It has been three months since the House of Representatives returned the Third Amended ArcelorMittal Liberia Mineral Development Agreement (MDA) to the presidency, urging renegotiation.
There has been no official position from the Government of Liberia (GOL) regarding the status of the deal, even though the House of Representatives’ action to return the deal conflicts with an earlier common position with the Senate to set up a conference committee to sort out differences in the Senate and House versions of the agreement.
The growth of the Liberian economy in the incoming years has been projected to be driven by the mining sector, with the iron ore industry, in which ArcelorMittal Liberia is the largest investor, expected to be the main propeller.
This is largely in part because ArcelorMittal Liberia and the government in September 2021 announced a landmark agreement for the expansion of the company’s mining and logistics operations in Liberia.
This would significantly ramp up production of premium iron ore, generating hundreds of new jobs and wider economic benefits for Liberia.
The expansion project encompasses processing, rail and port facilities, and will be one of the largest mining projects in West Africa, with over a billion United States dollars in capital investment once the deal is sealed.
Groundwork and various technical preparations have got underway, including recruitment, procurement and installation of project facilities, but it is being gathered that some key investment decisions on the project could be on hold by ArcelorMittal Liberia due to the political handling of the ratification of the agreement.
ArcelorMittal’s new Chief Executive Officer, Jozephus Coenen, highlighted recently that time is of the essence as far as the company’s phase two expansion project is concerned.
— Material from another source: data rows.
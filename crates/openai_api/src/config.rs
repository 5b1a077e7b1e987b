use std::collections::BTreeMap;
use std::time::Duration;

use crate::url::DEFAULT_OPENAI_BASE_URL;

/// Transport configuration for OpenAI API requests.
#[derive(Debug, Clone)]
pub struct OpenAiApiConfig {
    /// Bearer credential passed to `Authorization`.
    pub api_key: String,
    /// Base URL; normalized to the chat-completions endpoint.
    pub base_url: String,
    /// Optional `OpenAI-Organization` header value.
    pub organization: Option<String>,
    /// Optional `User-Agent` override.
    pub user_agent: Option<String>,
    /// Additional headers merged into request headers.
    pub extra_headers: BTreeMap<String, String>,
    /// Optional request timeout.
    pub timeout: Option<Duration>,
}

impl Default for OpenAiApiConfig {
    fn default() -> Self {
        Self {
            api_key: String::new(),
            base_url: DEFAULT_OPENAI_BASE_URL.to_string(),
            organization: None,
            user_agent: None,
            extra_headers: BTreeMap::new(),
            timeout: None,
        }
    }
}

impl OpenAiApiConfig {
    pub fn new(api_key: impl Into<String>) -> Self {
        Self {
            api_key: api_key.into(),
            ..Self::default()
        }
    }

    pub fn with_base_url(mut self, base_url: impl Into<String>) -> Self {
        self.base_url = base_url.into();
        self
    }

    pub fn with_organization(mut self, organization: impl Into<String>) -> Self {
        self.organization = Some(organization.into());
        self
    }

    pub fn with_user_agent(mut self, user_agent: impl Into<String>) -> Self {
        self.user_agent = Some(user_agent.into());
        self
    }

    pub fn with_timeout(mut self, timeout: Duration) -> Self {
        self.timeout = Some(timeout);
        self
    }

    pub fn insert_header(mut self, key: impl Into<String>, value: impl Into<String>) -> Self {
        self.extra_headers.insert(key.into(), value.into());
        self
    }
}
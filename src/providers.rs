use std::sync::Arc;

use chat_provider::ChatProvider;
use chat_provider_mock::MockProvider;
use chat_provider_openai::{OpenAiChatProvider, OpenAiProviderConfig};

use crate::config::{NavvyConfig, ProviderKind};
use crate::error::NavvyError;

/// Builds the provider selected by `config`.
pub fn provider_for_config(config: &NavvyConfig) -> Result<Arc<dyn ChatProvider>, NavvyError> {
    match config.provider {
        ProviderKind::Mock => Ok(Arc::new(MockProvider::default())),
        ProviderKind::OpenAi => {
            let api_key = config.api_key.clone().ok_or_else(|| {
                NavvyError::Config(
                    "OPENAI_API_KEY is not set; export it or run with --provider mock".to_string(),
                )
            })?;

            let mut provider_config = OpenAiProviderConfig::new(api_key, config.model.clone());
            if let Some(base_url) = &config.base_url {
                provider_config = provider_config.with_base_url(base_url.clone());
            }
            if let Some(timeout) = config.timeout {
                provider_config = provider_config.with_timeout(timeout);
            }

            Ok(Arc::new(OpenAiChatProvider::new(provider_config)?))
        }
    }
}
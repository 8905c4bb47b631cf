// SPDX-License-Identifier: AGPL-3.0-or-later
//
// Copyright (C) 2026 Relational Network

//! Unverified token inspection and classification.
//!
//! The gate decides which verifier runs by looking at the token contents
//! only: no key lookup, no signature check, no network. Classification is
//! evaluated in order:
//!
//! 1. payload `iss` equals the local issuer → [`TokenKind::Local`]
//! 2. header carries a `nonce` → [`TokenKind::FederatedDelegated`]
//! 3. otherwise → [`TokenKind::FederatedStandard`]

use base64::{engine::general_purpose::URL_SAFE_NO_PAD, Engine};
use serde_json::{Map, Value};

use super::error::AuthError;

/// Verification path selected for a token.
#[derive(Debug, Clone, Copy, PartialEq, Eq)]
pub enum TokenKind {
    /// Issued by this server, HS256 with the shared secret.
    Local,
    /// Federated token minted for another audience (header `nonce` present).
    FederatedDelegated,
    /// Federated token for this application, verified against the JWKS.
    FederatedStandard,
}

impl std::fmt::Display for TokenKind {
    fn fmt(&self, f: &mut std::fmt::Formatter<'_>) -> std::fmt::Result {
        match self {
            TokenKind::Local => write!(f, "local"),
            TokenKind::FederatedDelegated => write!(f, "federated-delegated"),
            TokenKind::FederatedStandard => write!(f, "federated-standard"),
        }
    }
}

/// A bearer token with its header and payload decoded but not verified.
#[derive(Debug, Clone)]
pub struct InspectedToken<'a> {
    raw: &'a str,
    header: Map<String, Value>,
    payload: Map<String, Value>,
}

impl<'a> InspectedToken<'a> {
    /// Decode the header and payload segments of `raw`.
    ///
    /// Fails with [`AuthError::MalformedToken`] if the token does not have
    /// exactly three segments, a segment is not base64url, or the header or
    /// payload is not a JSON object.
    pub fn parse(raw: &'a str) -> Result<Self, AuthError> {
        let mut segments = raw.split('.');
        let (Some(header), Some(payload), Some(_signature), None) = (
            segments.next(),
            segments.next(),
            segments.next(),
            segments.next(),
        ) else {
            return Err(AuthError::MalformedToken(
                "expected three dot-separated segments".into(),
            ));
        };

        Ok(Self {
            raw,
            header: decode_segment(header, "header")?,
            payload: decode_segment(payload, "payload")?,
        })
    }

    /// Pick the verification path. Pure: depends only on the token contents.
    pub fn classify(&self, local_issuer: &str) -> TokenKind {
        if self.issuer() == Some(local_issuer) {
            TokenKind::Local
        } else if self.header.contains_key("nonce") {
            TokenKind::FederatedDelegated
        } else {
            TokenKind::FederatedStandard
        }
    }

    pub fn raw(&self) -> &'a str {
        self.raw
    }

    pub fn header(&self) -> &Map<String, Value> {
        &self.header
    }

    pub fn payload(&self) -> &Map<String, Value> {
        &self.payload
    }

    pub fn into_payload(self) -> Map<String, Value> {
        self.payload
    }

    /// `iss` claim, if present and a string.
    pub fn issuer(&self) -> Option<&str> {
        self.payload.get("iss").and_then(Value::as_str)
    }

    /// `exp` claim as seconds since the epoch, if present and numeric.
    pub fn expiry(&self) -> Option<i64> {
        claim_expiry(&self.payload)
    }
}

/// `exp` of a decoded payload; fractional seconds are floored.
pub fn claim_expiry(payload: &Map<String, Value>) -> Option<i64> {
    payload.get("exp").and_then(|exp| {
        exp.as_i64()
            .or_else(|| exp.as_f64().map(|secs| secs.floor() as i64))
    })
}

fn decode_segment(segment: &str, name: &str) -> Result<Map<String, Value>, AuthError> {
    let bytes = URL_SAFE_NO_PAD
        .decode(segment.trim_end_matches('='))
        .map_err(|e| AuthError::MalformedToken(format!("{name} is not base64url: {e}")))?;

    match serde_json::from_slice::<Value>(&bytes) {
        Ok(Value::Object(map)) => Ok(map),
        Ok(_) => Err(AuthError::MalformedToken(format!("{name} is not a JSON object"))),
        Err(e) => Err(AuthError::MalformedToken(format!("{name} is not JSON: {e}"))),
    }
}

#[cfg(test)]
mod tests {
    use super::*;
    use crate::auth::testutil::craft_raw_jwt;
    use serde_json::json;

    const LOCAL: &str = "baristacms-local";

    #[test]
    fn local_issuer_wins_regardless_of_header() {
        let token = craft_raw_jwt(
            &json!({ "alg": "HS256", "nonce": "abc", "kid": "whatever" }),
            &json!({ "iss": LOCAL, "aud": LOCAL }),
        );
        let inspected = InspectedToken::parse(&token).unwrap();
        assert_eq!(inspected.classify(LOCAL), TokenKind::Local);
    }

    #[test]
    fn nonce_header_with_foreign_issuer_is_delegated() {
        let token = craft_raw_jwt(
            &json!({ "alg": "RS256", "nonce": "n-0S6_WzA2Mj" }),
            &json!({ "iss": "https://sts.windows.net/tenant/" }),
        );
        let inspected = InspectedToken::parse(&token).unwrap();
        assert_eq!(inspected.classify(LOCAL), TokenKind::FederatedDelegated);
    }

    #[test]
    fn everything_else_is_federated_standard() {
        let token = craft_raw_jwt(
            &json!({ "alg": "RS256", "kid": "k1" }),
            &json!({ "iss": "https://login.microsoftonline.com/tenant/v2.0" }),
        );
        let inspected = InspectedToken::parse(&token).unwrap();
        assert_eq!(inspected.classify(LOCAL), TokenKind::FederatedStandard);

        let no_issuer = craft_raw_jwt(&json!({ "alg": "RS256" }), &json!({ "sub": "x" }));
        let inspected = InspectedToken::parse(&no_issuer).unwrap();
        assert_eq!(inspected.classify(LOCAL), TokenKind::FederatedStandard);
    }

    #[test]
    fn rejects_wrong_segment_count() {
        assert!(matches!(
            InspectedToken::parse("a.b"),
            Err(AuthError::MalformedToken(_))
        ));
        assert!(matches!(
            InspectedToken::parse("a.b.c.d"),
            Err(AuthError::MalformedToken(_))
        ));
        assert!(matches!(
            InspectedToken::parse(""),
            Err(AuthError::MalformedToken(_))
        ));
    }

    #[test]
    fn rejects_bad_encoding_and_non_object_payload() {
        assert!(matches!(
            InspectedToken::parse("!!!.e30.sig"),
            Err(AuthError::MalformedToken(_))
        ));

        let array_payload = format!(
            "{}.{}.sig",
            URL_SAFE_NO_PAD.encode(br#"{"alg":"HS256"}"#),
            URL_SAFE_NO_PAD.encode(b"[1,2,3]")
        );
        assert!(matches!(
            InspectedToken::parse(&array_payload),
            Err(AuthError::MalformedToken(_))
        ));

        let not_json = format!(
            "{}.{}.sig",
            URL_SAFE_NO_PAD.encode(br#"{"alg":"HS256"}"#),
            URL_SAFE_NO_PAD.encode(b"not json")
        );
        assert!(matches!(
            InspectedToken::parse(&not_json),
            Err(AuthError::MalformedToken(_))
        ));
    }

    #[test]
    fn expiry_accepts_integer_and_float() {
        let token = craft_raw_jwt(&json!({ "alg": "none" }), &json!({ "exp": 1700000000 }));
        assert_eq!(InspectedToken::parse(&token).unwrap().expiry(), Some(1700000000));

        let token = craft_raw_jwt(&json!({ "alg": "none" }), &json!({ "exp": 1700000000.9 }));
        assert_eq!(InspectedToken::parse(&token).unwrap().expiry(), Some(1700000000));

        let token = craft_raw_jwt(&json!({ "alg": "none" }), &json!({}));
        assert_eq!(InspectedToken::parse(&token).unwrap().expiry(), None);
    }
}
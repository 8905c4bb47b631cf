// SPDX-License-Identifier: AGPL-3.0-or-later
//
// Copyright (C) 2026 Relational Network

use axum::{middleware, routing::get, Router};
use tower_http::{
    cors::CorsLayer,
    request_id::{MakeRequestUuid, PropagateRequestIdLayer, SetRequestIdLayer},
    trace::TraceLayer,
};
use utoipa::{
    openapi::security::{HttpAuthScheme, HttpBuilder, SecurityScheme},
    Modify, OpenApi,
};
use utoipa_swagger_ui::SwaggerUi;

use crate::{
    auth::{require_auth, AuthKind, VerifiedIdentity},
    error::{ApiError, ErrorBody},
    state::AppState,
};

pub mod health;
pub mod users;

/// Build the application router.
///
/// Every route, including the fallback, sits behind [`require_auth`]; the
/// gate itself lets `/api/health` through. Swagger UI is mounted outside.
pub fn router(state: AppState) -> Router {
    let api_routes = Router::new()
        .route("/api/health", get(health::health))
        .route("/api/users/me", get(users::get_current_user))
        .fallback(not_found)
        .layer(middleware::from_fn_with_state(state.clone(), require_auth))
        .with_state(state);

    Router::new()
        .merge(SwaggerUi::new("/docs").url("/api-doc/openapi.json", ApiDoc::openapi()))
        .merge(api_routes)
        .layer(CorsLayer::permissive())
        .layer(PropagateRequestIdLayer::x_request_id())
        .layer(TraceLayer::new_for_http())
        .layer(SetRequestIdLayer::x_request_id(MakeRequestUuid))
}

async fn not_found() -> ApiError {
    ApiError::not_found("Not found")
}

#[derive(OpenApi)]
#[openapi(
    paths(health::health, users::get_current_user),
    components(schemas(
        health::HealthResponse,
        health::HealthChecks,
        VerifiedIdentity,
        AuthKind,
        ErrorBody
    )),
    modifiers(&BearerAuth),
    tags(
        (name = "Health", description = "Service health"),
        (name = "Users", description = "Authenticated user information")
    )
)]
struct ApiDoc;

struct BearerAuth;

impl Modify for BearerAuth {
    fn modify(&self, openapi: &mut utoipa::openapi::OpenApi) {
        if let Some(components) = openapi.components.as_mut() {
            components.add_security_scheme(
                "bearer",
                SecurityScheme::Http(
                    HttpBuilder::new()
                        .scheme(HttpAuthScheme::Bearer)
                        .bearer_format("JWT")
                        .build(),
                ),
            );
        }
    }
}
// SPDX-License-Identifier: AGPL-3.0-or-later
//
// Copyright (C) 2026 Relational Network

//! Locally issued tokens: HS256 with a single shared secret.
//!
//! The same string is used as issuer and audience (`baristacms-local` by
//! default), so a token minted here can never be mistaken for an Azure AD
//! token by the classifier.

use std::time::Duration;

use chrono::Utc;
use jsonwebtoken::{decode, encode, Algorithm, DecodingKey, EncodingKey, Header, Validation};

use super::error::AuthError;
use super::identity::LocalClaims;

/// Default issuer and audience of locally issued tokens.
pub const LOCAL_ISSUER: &str = "baristacms-local";

/// Algorithm for locally issued tokens.
const LOCAL_ALGORITHM: Algorithm = Algorithm::HS256;

/// Verifies (and mints) tokens signed with the local shared secret.
#[derive(Clone)]
pub struct LocalVerifier {
    issuer: String,
    encoding_key: EncodingKey,
    decoding_key: DecodingKey,
    validation: Validation,
}

impl std::fmt::Debug for LocalVerifier {
    fn fmt(&self, f: &mut std::fmt::Formatter<'_>) -> std::fmt::Result {
        f.debug_struct("LocalVerifier")
            .field("issuer", &self.issuer)
            .finish_non_exhaustive()
    }
}

impl LocalVerifier {
    pub fn new(secret: &[u8], issuer: impl Into<String>) -> Self {
        let issuer = issuer.into();

        let mut validation = Validation::new(LOCAL_ALGORITHM);
        validation.leeway = 0;
        validation.set_issuer(&[&issuer]);
        validation.set_audience(&[&issuer]);

        Self {
            encoding_key: EncodingKey::from_secret(secret),
            decoding_key: DecodingKey::from_secret(secret),
            validation,
            issuer,
        }
    }

    pub fn issuer(&self) -> &str {
        &self.issuer
    }

    /// Verify signature, expiry, issuer and audience.
    pub fn verify(&self, token: &str) -> Result<LocalClaims, AuthError> {
        let data = decode::<LocalClaims>(token, &self.decoding_key, &self.validation)?;
        Ok(data.claims)
    }

    /// Mint a token for a user who signed in with local credentials.
    pub fn issue(
        &self,
        email: &str,
        name: Option<&str>,
        ttl: Duration,
    ) -> Result<String, AuthError> {
        let now = Utc::now().timestamp();
        let claims = LocalClaims {
            sub: email.to_string(),
            email: Some(email.to_string()),
            name: name.map(str::to_string),
            iss: self.issuer.clone(),
            aud: self.issuer.clone(),
            iat: now,
            exp: now + ttl.as_secs() as i64,
        };

        encode(&Header::new(LOCAL_ALGORITHM), &claims, &self.encoding_key)
            .map_err(|e| AuthError::MalformedToken(format!("failed to encode local token: {e}")))
    }
}
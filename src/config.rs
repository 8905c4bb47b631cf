// SPDX-License-Identifier: AGPL-3.0-or-later
//
// Copyright (C) 2026 Relational Network

//! # Runtime Configuration
//!
//! This module defines environment variable names, default values, and the
//! typed configuration loaded from the environment at startup.
//!
//! ## Environment Variables
//!
//! | Variable | Description | Default |
//! |----------|-------------|---------|
//! | `HOST` | Server bind address | `0.0.0.0` |
//! | `PORT` | Server bind port | `8080` |
//! | `TLS_CERT_PATH` / `TLS_KEY_PATH` | PEM files; HTTPS when both set | unset |
//! | `LOG_FORMAT` | Logging format (`json` or `pretty`) | `pretty` |
//! | `RUST_LOG` | Log level filter | `info,tower_http=debug` |
//! | `JWT_SECRET` | Shared secret for local tokens | Required |
//! | `LOCAL_ISSUER` | Issuer/audience of local tokens | `baristacms-local` |
//! | `LOCAL_TOKEN_TTL_SECS` | Lifetime of issued local tokens | `86400` |
//! | `AZURE_AD_TENANT_ID` | Azure AD tenant; enables federated sign-in | unset |
//! | `AZURE_AD_CLIENT_ID` | Azure AD application id | Required with tenant |
//! | `AZURE_AD_AUDIENCES` | Comma list of accepted audiences | client id, `api://<client id>` |
//! | `AZURE_AD_ISSUERS` | Comma list of accepted issuers | v2.0 and `sts.windows.net` forms |
//! | `AZURE_AD_JWKS_URL` | Key discovery endpoint | tenant v2.0 keys URL |
//! | `JWKS_CACHE_TTL_SECS` | Key cache TTL | `600` |
//! | `JWKS_CACHE_MAX_ENTRIES` | Key cache size | `5` |
//! | `JWKS_REQUESTS_PER_MINUTE` | Key fetch rate limit | `10` |
//! | `JWKS_FETCH_TIMEOUT_SECS` | Key fetch HTTP timeout | `10` |
//! | `AUTH_BYPASS` | Skip token verification (development only) | `false` |
//! | `AUTH_BYPASS_EMAIL` / `AUTH_BYPASS_NAME` | Bypass identity | `dev@localhost` / `Developer` |

use std::net::SocketAddr;
use std::path::PathBuf;
use std::str::FromStr;
use std::sync::Arc;
use std::time::Duration;

use thiserror::Error;

use crate::auth::federated::{default_audiences, default_issuers};
use crate::auth::keys::{
    Clock, DEFAULT_CACHE_MAX_ENTRIES, DEFAULT_CACHE_TTL, DEFAULT_FETCH_TIMEOUT,
    DEFAULT_REQUESTS_PER_MINUTE,
};
use crate::auth::{
    AuthError, AuthGate, BypassConfig, FederatedVerifier, FederationConfig, HttpKeyProvider,
    LocalVerifier, SigningKeySet, SystemClock, LOCAL_ISSUER,
};
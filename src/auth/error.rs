// SPDX-License-Identifier: AGPL-3.0-or-later
//
// Copyright (C) 2026 Relational Network

//! Authentication errors.
//!
//! Two layers:
//!
//! - [`AuthError`] is what the classifier and verifiers return. Variants are
//!   typed so the federated verifier can tell a signature failure (retryable
//!   once) from everything else.
//! - [`Rejection`] is what the gate sends back. It is the only thing a caller
//!   ever sees, always a 401 with a fixed message.

use axum::{
    http::StatusCode,
    response::{IntoResponse, Response},
    Json,
};
use serde::Serialize;
use thiserror::Error;

/// Verification failure raised by the classifier or one of the verifiers.
#[derive(Debug, Error)]
pub enum AuthError {
    /// Token could not be structurally parsed.
    #[error("malformed token: {0}")]
    MalformedToken(String),

    /// Signature did not verify against the selected key.
    #[error("token signature is invalid")]
    SignatureInvalid,

    /// Expiry claim is in the past.
    #[error("token has expired")]
    TokenExpired,

    /// Issuer, audience or another required claim did not match.
    #[error("claim mismatch: {0}")]
    ClaimMismatch(String),

    /// Signing keys could not be fetched from the identity provider.
    #[error("signing key fetch failed: {0}")]
    KeyFetch(String),
}

impl AuthError {
    /// True for the one failure kind that warrants a key cache reset.
    pub fn is_signature_failure(&self) -> bool {
        matches!(self, AuthError::SignatureInvalid)
    }
}

impl From<jsonwebtoken::errors::Error> for AuthError {
    fn from(err: jsonwebtoken::errors::Error) -> Self {
        use jsonwebtoken::errors::ErrorKind;

        match err.kind() {
            ErrorKind::InvalidSignature => AuthError::SignatureInvalid,
            ErrorKind::ExpiredSignature => AuthError::TokenExpired,
            ErrorKind::InvalidIssuer => AuthError::ClaimMismatch("issuer".into()),
            ErrorKind::InvalidAudience => AuthError::ClaimMismatch("audience".into()),
            ErrorKind::ImmatureSignature => AuthError::ClaimMismatch("not yet valid".into()),
            ErrorKind::MissingRequiredClaim(claim) => {
                AuthError::ClaimMismatch(format!("missing {claim}"))
            }
            _ => AuthError::MalformedToken(err.to_string()),
        }
    }
}

/// Terminal outcome of the authentication gate.
#[derive(Debug, Clone, Copy, PartialEq, Eq)]
pub enum Rejection {
    /// No `Authorization` header present
    MissingHeader,
    /// Header is not exactly `Bearer <token>`
    InvalidHeaderFormat,
    /// Token verified structurally but is expired
    TokenExpired,
    /// Bad signature or unparsable token
    InvalidToken,
    /// Anything else (claim mismatch, key fetch failure, ...)
    AuthenticationFailed,
}

#[derive(Serialize)]
struct RejectionBody {
    message: &'static str,
}

impl Rejection {
    /// User-facing message. Never carries internal detail.
    pub fn message(&self) -> &'static str {
        match self {
            Rejection::MissingHeader => "Missing authorization header",
            Rejection::InvalidHeaderFormat => "Invalid authorization header format",
            Rejection::TokenExpired => "Token expired",
            Rejection::InvalidToken => "Invalid token",
            Rejection::AuthenticationFailed => "Authentication failed",
        }
    }

    pub fn status_code(&self) -> StatusCode {
        StatusCode::UNAUTHORIZED
    }
}

impl From<&AuthError> for Rejection {
    fn from(err: &AuthError) -> Self {
        match err {
            AuthError::TokenExpired => Rejection::TokenExpired,
            AuthError::SignatureInvalid | AuthError::MalformedToken(_) => Rejection::InvalidToken,
            AuthError::ClaimMismatch(_) | AuthError::KeyFetch(_) => Rejection::AuthenticationFailed,
        }
    }
}

impl std::fmt::Display for Rejection {
    fn fmt(&self, f: &mut std::fmt::Formatter<'_>) -> std::fmt::Result {
        f.write_str(self.message())
    }
}

impl IntoResponse for Rejection {
    fn into_response(self) -> Response {
        let body = Json(RejectionBody {
            message: self.message(),
        });
        (self.status_code(), body).into_response()
    }
}
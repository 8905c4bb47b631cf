// SPDX-License-Identifier: AGPL-3.0-or-later
//
// Copyright (C) 2026 Relational Network

use std::sync::Arc;

use crate::auth::AuthGate;

#[derive(Clone)]
pub struct AppState {
    pub auth: Arc<AuthGate>,
}

impl AppState {
    pub fn new(auth: AuthGate) -> Self {
        Self {
            auth: Arc::new(auth),
        }
    }
}
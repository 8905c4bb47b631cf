// SPDX-License-Identifier: AGPL-3.0-or-later
//
// Copyright (C) 2026 Relational Network

//! Tracing subscriber setup.
//!
//! `RUST_LOG` controls the filter (default `info,tower_http=debug`) and
//! `LOG_FORMAT=json` switches to one JSON object per line.

use tracing_subscriber::{layer::SubscriberExt, util::SubscriberInitExt, EnvFilter};

use crate::config::LogFormat;

pub const DEFAULT_FILTER: &str = "info,tower_http=debug";

fn env_filter() -> EnvFilter {
    EnvFilter::try_from_default_env().unwrap_or_else(|_| EnvFilter::new(DEFAULT_FILTER))
}

/// Install the global subscriber. Call once, before anything logs.
pub fn init(format: LogFormat) {
    let registry = tracing_subscriber::registry().with(env_filter());
    match format {
        LogFormat::Json => registry
            .with(
                tracing_subscriber::fmt::layer()
                    .json()
                    .with_current_span(true)
                    .with_target(true),
            )
            .init(),
        LogFormat::Pretty => registry.with(tracing_subscriber::fmt::layer()).init(),
    }
}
For any investor wanting to finance a project on a scale of US$1 billion, a foremost concern would be the security of the investment, which in this case does not appear to have been fully guaranteed by the government, through the National Legislature.
Since the House of Representatives’ action, the status of the ArcelorMittal Liberia agreement has been pretty much unclear without updates from the Executive, especially given a high level of public interest and the expectations of Liberians for the commencement of the project, which promises profound economic benefits to them
The fact is that the administration of President George M. Weah has had a hard time attracting serious investments.
The over US$1 billion expansion project by ArcelorMittal Liberia is the biggest foreign direct investment of President Weah’s administration, and one would think that such a project would be given serious priority and the support needed, especially given that it is being done by a company with a revered track record of commitment and partnership with Liberia, even in very difficult times.
The benefits of the new amendment to the ArcelorMittal Liberia MDA cuts across many different areas, including jobs, economic social development, revenue generation, and many others.
As a result of the expansion project, over 2,000 new jobs, especially for young Liberians, are being created this year and extending into the next three years of the construction period of the iron ore concentrator in Nimba County.
The concentrator plant and expansion will create about 1,200 permanent new skilled positions for Liberians. The plant is designed to be commissioned in 2023, even though this timeline is being affected by the delay to rectify the AML 3rd amended mineral development agreement.
Aligned to the company’s business strategy, investment in training for Liberians is already in full swing, utilizing its state-of-the-art vocational training institute and its external network to train and prepare more Liberians to meet demands for the highly technical skills associated with operating complex technology such as the concentrator.
The new amendment to the company’s MDA also offers increased benefits for its three operational counties: Bong, Nimba and Grand Bassa.
Annual County Social Development Fund payments will increase up to US$3.5 million after the amendment is ratified.
ArcelorMittal Liberia’s contribution to the government revenues (from royalties, taxes, duties, etc) will increase from the current level of US$30-40 million annually to approximately US$75 million annually—when phase 2 is ramped up.
Liberians employed and looking for employment with ArcelorMittal Liberia are already worried about the risk of losing their jobs should this agreement be further delayed or if the parties fail to resolve outstanding issues.
Projected on possible revenue from the mining sector, the new national budget could suffer serious shortfalls if the AML amended MDA is not ratified in time, leading to new economic challenges for Liberians, a country already struggling for jobs.